Garlic sprouts and coriander are fresh and green.

The aroma is pleasant, the soup is salty and fragrant, spicy but not stuffy, the diced meat is rotten, the radish slices are delicious, the coarse diameter of fine noodles is 0.2, the coarse diameter of fine noodles is 0.3, the width of leek leaves is 0.5, the thickness is uniform, the width is consistent, it is non-sticky, continuous, the width is 1.5, the width is 2.5, and the edge of buckwheat noodles is even, angular and non-sticky. The "ash" used in Lamian Noodles for continuous noodle making is actually alkali. It is an alkaline substance baked by Pennisetum in Gobi desert, commonly known as Peng ash. As a pulling powder, it has a special flavor and can make gluten tough and powerful. Ashing refers to adding a flour kneading agent to flour.

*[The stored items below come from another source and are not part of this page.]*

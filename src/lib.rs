//! # xtalsym: crystallographic and molecular symmetry
//!
//! `xtalsym` builds space groups and detects molecular point groups:
//! - parsing of Hall symbols into generator matrices and closure into full operation sets,
//! - resolution of Hermann–Mauguin symbols, International Tables numbers with setting
//!   extensions, Hall symbols and SHELX `LATT` codes against a catalog of 593 settings,
//! - parsing, formatting and geometric classification of Jones–Faithful operations,
//! - unit-cell geometry, including fractional/Cartesian conversion and displacement
//!   ellipsoids, and
//! - Schoenflies point-group detection for finite sets of atoms.
//!
//! The [`symmetry::symmetry_facade::SymmetryFacade`] composes these pieces for a single model.
//! The `xtalsym` binary runs the drivers in [`drivers`] from a YAML configuration file.
//!
//! ## Examples and usage
//!
//! For most items (structs, enums, functions, and traits), their usages are illustrated in test
//! functions.
//!
//! ## License
//!
//! GNU Lesser General Public License v3.0.

pub mod auxiliary;
pub mod drivers;
pub mod interfaces;
pub mod io;
pub mod symmetry;
//! Unit-cell geometry: the fractional/Cartesian transform pair, offsets, vertices and
//! displacement ellipsoids.

use std::fmt;

use derive_builder::Builder;
use nalgebra::{Matrix3, Matrix4, Point3, SymmetricEigen, Vector3};
use serde::{Deserialize, Serialize};

use crate::symmetry::symmetry_error::SymmetryError;

#[cfg(test)]
#[path = "unit_cell_tests.rs"]
mod unit_cell_tests;

const TWO_PI_SQUARED: f64 = 2.0 * std::f64::consts::PI * std::f64::consts::PI;

/// Smallest volume of a cell with unit edges for its angles to be accepted.
const UNIT_VOLUME_THRESHOLD: f64 = 1.0e-4;

/// The corners of the unit cube in fractional coordinates, in binary order of $`(x, y, z)`$.
pub const UNIT_CUBE_POINTS: [[f64; 3]; 8] = [
    [0.0, 0.0, 0.0],
    [0.0, 0.0, 1.0],
    [0.0, 1.0, 0.0],
    [0.0, 1.0, 1.0],
    [1.0, 0.0, 0.0],
    [1.0, 0.0, 1.0],
    [1.0, 1.0, 0.0],
    [1.0, 1.0, 1.0],
];

/// The position of each unit-cube point in the canonical (axis-ordered) vertex ordering.
const TO_CANONICAL: [usize; 8] = [0, 3, 4, 7, 1, 2, 5, 6];

// ==================
// Struct definitions
// ==================

/// A structure for the parameters from which a unit cell is constructed.
#[derive(Clone, Builder, Debug, PartialEq, Serialize, Deserialize)]
#[builder(build_fn(validate = "Self::validate"))]
pub struct CellParameters {
    /// The cell lengths $`a`$, $`b`$, $`c`$ and the angles $`\alpha`$, $`\beta`$,
    /// $`\gamma`$ in degrees. A non-positive $`b`$ denotes a polymer and a non-positive $`c`$
    /// a slab.
    #[builder(setter(strip_option), default = "None")]
    pub lengths_angles: Option<[f64; 6]>,

    /// Explicit Cartesian lattice vectors $`\mathbf{a}`$, $`\mathbf{b}`$, $`\mathbf{c}`$. These
    /// take precedence over [`Self::lengths_angles`].
    #[builder(setter(strip_option), default = "None")]
    pub vectors: Option<[Vector3<f64>; 3]>,

    /// Supercell multipliers along the three lattice directions.
    #[builder(default = "[1, 1, 1]")]
    pub supercell: [u32; 3],
}

impl CellParametersBuilder {
    fn validate(&self) -> Result<(), String> {
        let lengths_angles = self.lengths_angles.flatten();
        let vectors = self.vectors.flatten();
        match (lengths_angles, vectors) {
            (None, None) => Err("Neither cell lengths nor lattice vectors specified.".to_string()),
            (Some(la), None) if la[0] <= 0.0 => {
                log::error!("The cell length `a` must be positive.");
                Err("Invalid cell lengths.".to_string())
            }
            (_, Some(vs)) if vs[0].norm() == 0.0 => {
                log::error!("The first lattice vector must not vanish.");
                Err("Invalid lattice vectors.".to_string())
            }
            _ => Ok(()),
        }
    }
}

impl CellParameters {
    /// Returns a builder to construct a new set of cell parameters.
    pub fn builder() -> CellParametersBuilder {
        CellParametersBuilder::default()
    }
}

/// The anisotropic or isotropic displacement parameters of an atom.
#[derive(Clone, Debug, PartialEq, Serialize, Deserialize)]
pub enum DisplacementParameters {
    /// An isotropic mean-square displacement $`U_\mathrm{iso}`$.
    Isotropic(f64),

    /// Six anisotropic parameters $`(11, 22, 33, 12, 13, 23)`$ together with the Ortep type
    /// code describing their encoding. Types 0 to 5, 8 to 10 and 12 are supported.
    Anisotropic { parameters: [f64; 6], ortep_type: u32 },
}

/// A displacement ellipsoid in Cartesian space.
#[derive(Clone, Debug, PartialEq, Serialize, Deserialize)]
pub struct Ellipsoid {
    /// The unit principal axes.
    pub axes: [Vector3<f64>; 3],

    /// The root-mean-square displacements along [`Self::axes`].
    pub lengths: [f64; 3],

    /// The Cartesian quadric coefficients $`(B_{11}, B_{22}, B_{33}, B_{12}, B_{13}, B_{23})`$,
    /// absent for an isotropic ellipsoid.
    pub b_cartesian: Option<[f64; 6]>,

    /// An equivalent isotropic parameter.
    pub equivalent_isotropic: f64,
}

impl Ellipsoid {
    /// Whether the ellipsoid is a sphere specified by a single isotropic parameter.
    pub fn is_isotropic(&self) -> bool {
        self.b_cartesian.is_none()
    }

    fn from_quadric(b_cartesian: [f64; 6], equivalent_isotropic: f64) -> Self {
        let [b11, b22, b33, b12, b13, b23] = b_cartesian;
        let quadric = Matrix3::new(
            b11,
            b12 / 2.0,
            b13 / 2.0,
            b12 / 2.0,
            b22,
            b23 / 2.0,
            b13 / 2.0,
            b23 / 2.0,
            b33,
        );
        let eig = SymmetricEigen::new(quadric);
        let axes = [0, 1, 2].map(|i| eig.eigenvectors.column(i).normalize());
        let lengths = [0, 1, 2].map(|i| (eig.eigenvalues[i].max(0.0) / TWO_PI_SQUARED).sqrt());
        Self {
            axes,
            lengths,
            b_cartesian: Some(b_cartesian),
            equivalent_isotropic,
        }
    }
}

/// A structure for the geometry of a unit cell.
///
/// The fractional-to-Cartesian matrix and its inverse are always recomputed together. The
/// "absolute" pair is frozen when the lattice is (re)oriented and is unaffected by later
/// offsets.
#[derive(Clone, Debug, Serialize, Deserialize)]
pub struct UnitCell {
    parameters: CellParameters,

    a: f64,
    b: f64,
    c: f64,
    alpha: f64,
    beta: f64,
    gamma: f64,

    /// 1 for a polymer, 2 for a slab, 3 for a crystal.
    dimension: u8,

    volume: f64,

    cos_beta: f64,
    cos_gamma: f64,
    sin_gamma: f64,

    // Auxiliaries for the Cartesian quadric of a displacement ellipsoid.
    c_a: f64,
    c_b: f64,

    reciprocal_lengths: [f64; 3],

    fractional_to_cartesian: Matrix4<f64>,
    cartesian_to_fractional: Matrix4<f64>,
    fractional_to_cartesian_absolute: Matrix4<f64>,
    cartesian_to_fractional_absolute: Matrix4<f64>,

    fractional_offset: Vector3<f64>,
    cartesian_offset: Vector3<f64>,
    unit_cell_multiplier: Option<Point3<f64>>,

    vertices: [Point3<f64>; 8],
}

The main component of Peng ash is K2CO3, namely potassium carbonate, which is used here to replace Na2CO3, namely sodium carbonate. It has the function of making flour tougher and softer. Most of them are replaced by Lamian Noodles. However, it is said that because there is a little gap between Lamian Noodles and Peng Hui, some people have made a pure natural gimmick "Peng Hui Beef Noodle", taking its environmental protection as the sales signboard of its noodle restaurant. There are different opinions, but there is no conclusion.

One is made by burning the wild plant erigeron breviscapus, and the other is industrial synthesis and mass production, which is called instant erigeron breviscapus. Besides erigeron breviscapus, the main components also contain trace amounts of lead and arsenic. Trace potassium carbonate will not cause harm to human body, but if it is ingested too much, it may hinder the absorption of calcium by bones.